2020 Washington Supreme Court Position 6 election
| Party |  | Candidate | Votes | % |
|---|---|---|---|---|
|  | Nonpartisan | G. Helen Whitener (incumbent) | 2,263,513 | 66.12% |
|  | Nonpartisan | Richard S. Serns | 1,140,338 | 33.31% |
|  | Write-in |  | 19,416 | 0.57% |
| Total votes |  |  | 3,423,267 | 100.00% |

=== Position 7 ===
==== Results ====

2020 Washington Supreme Court Position 7 election
| Party |  | Candidate | Votes | % |
|---|---|---|---|---|
|  | Nonpartisan | Debra L. Stephens (incumbent) | 2,852,879 | 97.91% |
|  | Write-in |  | 60,808 | 2.09% |
| Total votes |  |  | 2,913,687 | 100.00% |

== Legislative ==
=== State senate ===

Twenty-five of the forty-nine seats in the Washington State Senate were up for election.

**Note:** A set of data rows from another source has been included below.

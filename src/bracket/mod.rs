//! Single-elimination bracket engine.
//!
//! This module provides:
//! - Bracket sizing (capacity and byes for any participant count)
//! - Seeding participants into first-round slots
//! - Building rounds of matches, with byes completed on creation
//! - The match lifecycle and winner determination
//! - Advancing winners round by round until a champion remains
//! - A read-side projection that previews the next round
//!
//! ## Example
//!
//! ```no_run
//! use bracket_engine::bracket::{BracketConfig, BracketManager};
//! use bracket_engine::db::Database;
//! use std::sync::Arc;
//!
//! #[tokio::main]
//! async fn main() -> Result<(), Box<dyn std::error::Error>> {
//!     let db = Database::connect(&Default::default()).await?;
//!     let manager = BracketManager::new(
//!         Arc::new(db.bracket_store()),
//!         Arc::new(db.participant_registry()),
//!         BracketConfig::from_env()?,
//!     );
//!
//!     let round = manager.generate_bracket(42).await?;
//!     println!("Created {} for tournament 42", round.name);
//!
//!     let bracket = manager.load_bracket(42).await?;
//!     for round in bracket.latest_first() {
//!         println!("{} ({} matches)", round.name, round.matches.len());
//!     }
//!
//!     Ok(())
//! }
//! ```

pub mod advancement;
pub mod builder;
pub mod config;
pub mod errors;
pub mod manager;
pub mod models;
pub mod projector;
pub mod seeding;
pub mod sizer;
pub mod state_machine;

pub use advancement::{Advancement, AdvancementResolver, RoundName};
pub use builder::{RoundBuilder, RoundPlan};
pub use config::BracketConfig;
pub use errors::{BracketError, BracketResult, ErrorKind};
pub use manager::{AdvanceOutcome, BracketManager};
pub use models::{
    Match, MatchId, MatchSpec, MatchStatus, MatchUpdate, Participant, ParticipantId,
    ParticipantStatus, Round, RoundId, Slot, TournamentId,
};
pub use projector::{BracketProjector, BracketStatus, BracketView, MatchView, RoundView};
pub use seeding::{FixedSeed, RandomSeeding, RegistrationOrder, SeedOrder, SeedingAssigner, SeedingPolicy};
pub use sizer::{BracketSize, MIN_PARTICIPANTS};
pub use state_machine::MatchOutcome;
//! # Partner Resources
//!
//! Customers and suppliers.

use std::collections::HashMap;

use serde::{Deserialize, Serialize};

use atlas_core::money::Money;
use atlas_core::types::{Customer, CustomerStatus, Supplier};
use atlas_core::validation;

use crate::client::ApiClient;
use crate::error::ApiResult;

// =============================================================================
// Payloads
// =============================================================================

/// Create/update payload for a customer.
#[derive(Debug, Clone, Serialize, Deserialize)]
#[serde(rename_all = "camelCase")]
pub struct CustomerInput {
    pub name: String,
    pub email: Option<String>,
    pub phone: Option<String>,
    pub address: Option<String>,
    pub credit_limit: Money,
    pub status: CustomerStatus,
    /// Sparse productId → override unit price mapping.
    #[serde(default)]
    pub customer_prices: HashMap<String, Money>,
}

impl CustomerInput {
    pub fn validate(&self) -> ApiResult<()> {
        validation::validate_name(&self.name)?;
        validation::validate_unit_price(self.credit_limit)?;
        for price in self.customer_prices.values() {
            validation::validate_unit_price(*price)?;
        }
        Ok(())
    }
}

/// Create/update payload for a supplier.
#[derive(Debug, Clone, Serialize, Deserialize)]
#[serde(rename_all = "camelCase")]
pub struct SupplierInput {
    pub name: String,
    pub email: Option<String>,
    pub phone: Option<String>,
    pub address: Option<String>,
    pub active: bool,
}

impl SupplierInput {
    pub fn validate(&self) -> ApiResult<()> {
        validation::validate_name(&self.name)?;
        Ok(())
    }
}

// =============================================================================
// Resources
// =============================================================================

/// `/customers` endpoints.
pub struct CustomersApi<'a> {
    client: &'a ApiClient,
}

impl<'a> CustomersApi<'a> {
    pub async fn list(&self) -> ApiResult<Vec<Customer>> {
        self.client.get("/customers").await
    }

    pub async fn get(&self, id: &str) -> ApiResult<Customer> {
        self.client.get(&format!("/customers/{}", id)).await
    }

    pub async fn create(&self, input: &CustomerInput) -> ApiResult<Customer> {
        input.validate()?;
        self.client.post("/customers", input).await
    }

    pub async fn update(&self, id: &str, input: &CustomerInput) -> ApiResult<Customer> {
        input.validate()?;
        self.client.put(&format!("/customers/{}", id), input).await
    }

    pub async fn delete(&self, id: &str) -> ApiResult<()> {
        self.client.delete(&format!("/customers/{}", id)).await
    }
}

/// `/suppliers` endpoints.
pub struct SuppliersApi<'a> {
    client: &'a ApiClient,
}

impl<'a> SuppliersApi<'a> {
    pub async fn list(&self) -> ApiResult<Vec<Supplier>> {
        self.client.get("/suppliers").await
    }

    pub async fn get(&self, id: &str) -> ApiResult<Supplier> {
        self.client.get(&format!("/suppliers/{}", id)).await
    }

    pub async fn create(&self, input: &SupplierInput) -> ApiResult<Supplier> {
        input.validate()?;
        self.client.post("/suppliers", input).await
    }

    pub async fn update(&self, id: &str, input: &SupplierInput) -> ApiResult<Supplier> {
        input.validate()?;
        self.client.put(&format!("/suppliers/{}", id), input).await
    }

    pub async fn delete(&self, id: &str) -> ApiResult<()> {
        self.client.delete(&format!("/suppliers/{}", id)).await
    }
}

impl ApiClient {
    pub fn customers(&self) -> CustomersApi<'_> {
        CustomersApi { client: self }
    }

    pub fn suppliers(&self) -> SuppliersApi<'_> {
        SuppliersApi { client: self }
    }
}
//! # Sales Resources
//!
//! Sales orders and delivery orders, including their transition endpoints.
//!
//! Transition calls return the updated document as confirmed by the
//! server; the client never flips a status optimistically.

use atlas_core::document::{
    DeliveryOrder, DeliveryOrderDraft, LineItem, SalesOrder, SalesOrderDraft,
};

use crate::client::ApiClient;
use crate::error::ApiResult;

/// `/sales-orders` endpoints.
pub struct SalesOrdersApi<'a> {
    client: &'a ApiClient,
}

impl<'a> SalesOrdersApi<'a> {
    pub async fn list(&self) -> ApiResult<Vec<SalesOrder>> {
        self.client.get("/sales-orders").await
    }

    pub async fn get(&self, id: &str) -> ApiResult<SalesOrder> {
        self.client.get(&format!("/sales-orders/{}", id)).await
    }

    /// Creates the order. The draft carries no number; the server assigns
    /// one.
    pub async fn create(&self, draft: &SalesOrderDraft) -> ApiResult<SalesOrder> {
        draft.validate()?;
        self.client.post("/sales-orders", draft).await
    }

    /// Replaces the line items of a Draft order.
    pub async fn update_items(&self, id: &str, items: &[LineItem]) -> ApiResult<SalesOrder> {
        self.client
            .put(&format!("/sales-orders/{}/items", id), items)
            .await
    }

    /// Draft → Confirmed.
    pub async fn approve(&self, id: &str) -> ApiResult<SalesOrder> {
        self.client
            .post_action(&format!("/sales-orders/{}/approve", id))
            .await
    }

    pub async fn cancel(&self, id: &str) -> ApiResult<SalesOrder> {
        self.client
            .post_action(&format!("/sales-orders/{}/cancel", id))
            .await
    }

    pub async fn delete(&self, id: &str) -> ApiResult<()> {
        self.client.delete(&format!("/sales-orders/{}", id)).await
    }
}

/// `/delivery-orders` endpoints.
pub struct DeliveriesApi<'a> {
    client: &'a ApiClient,
}

impl<'a> DeliveriesApi<'a> {
    pub async fn list(&self) -> ApiResult<Vec<DeliveryOrder>> {
        self.client.get("/delivery-orders").await
    }

    pub async fn get(&self, id: &str) -> ApiResult<DeliveryOrder> {
        self.client.get(&format!("/delivery-orders/{}", id)).await
    }

    pub async fn create(&self, draft: &DeliveryOrderDraft) -> ApiResult<DeliveryOrder> {
        self.client.post("/delivery-orders", draft).await
    }

    /// Pending → Approved.
    pub async fn approve(&self, id: &str) -> ApiResult<DeliveryOrder> {
        self.client
            .post_action(&format!("/delivery-orders/{}/approve", id))
            .await
    }

    /// Approved → In Transit.
    pub async fn start_transit(&self, id: &str) -> ApiResult<DeliveryOrder> {
        self.client
            .post_action(&format!("/delivery-orders/{}/transit", id))
            .await
    }

    /// In Transit → Delivered.
    pub async fn mark_delivered(&self, id: &str) -> ApiResult<DeliveryOrder> {
        self.client
            .post_action(&format!("/delivery-orders/{}/deliver", id))
            .await
    }

    pub async fn cancel(&self, id: &str) -> ApiResult<DeliveryOrder> {
        self.client
            .post_action(&format!("/delivery-orders/{}/cancel", id))
            .await
    }

    pub async fn delete(&self, id: &str) -> ApiResult<()> {
        self.client
            .delete(&format!("/delivery-orders/{}", id))
            .await
    }
}

impl ApiClient {
    pub fn sales_orders(&self) -> SalesOrdersApi<'_> {
        SalesOrdersApi { client: self }
    }

    pub fn deliveries(&self) -> DeliveriesApi<'_> {
        DeliveriesApi { client: self }
    }
}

Democrats kept a 28–21 majority in the Senate. Senators retiring this election were Senators Randi Becker (R-Olympia), Maureen Walsh (R-Walla Walla), and Hans Zeiger (R-Puyallup). Senators Dean Takko (D) and Steve O'Ban (R) lost reelection.

=== State House of Representatives ===

All 98 seats in the Washington House of Representatives were up for election. Democrats kept a 57–41 majority in the House. House members who didn't run for re-election were Representatives Sherry Appleton (D-Poulsbo), Richard DeBolt (R-Chehalis), Beth Doglio (D-Olympia), Chris Gildon (R-Puyallup), Bill Jenkin (R-Prosser), Christine Kilduff (D-University Place), Mike Pellicciotti (D-Federal Way), Eric Pettigrew (D-Seattle), Norma Smith (R-Clinton), and Gael Tarleton (D-Seattle). Representatives Luanne Van Werven (R) and Brian Blake (D) lost reelection.

== Ballot measures ==
No initiatives to the people qualified for the ballot. One referendum was on the ballot, on Senate Bill 5395 regarding sexual education. It passed with 58% in favor. One constitutional amendment was on the ballot, regarding the Family and Medical Leave Insurance Account and the Long-Term Care Services and Supports Trust Account. It failed with 54% against.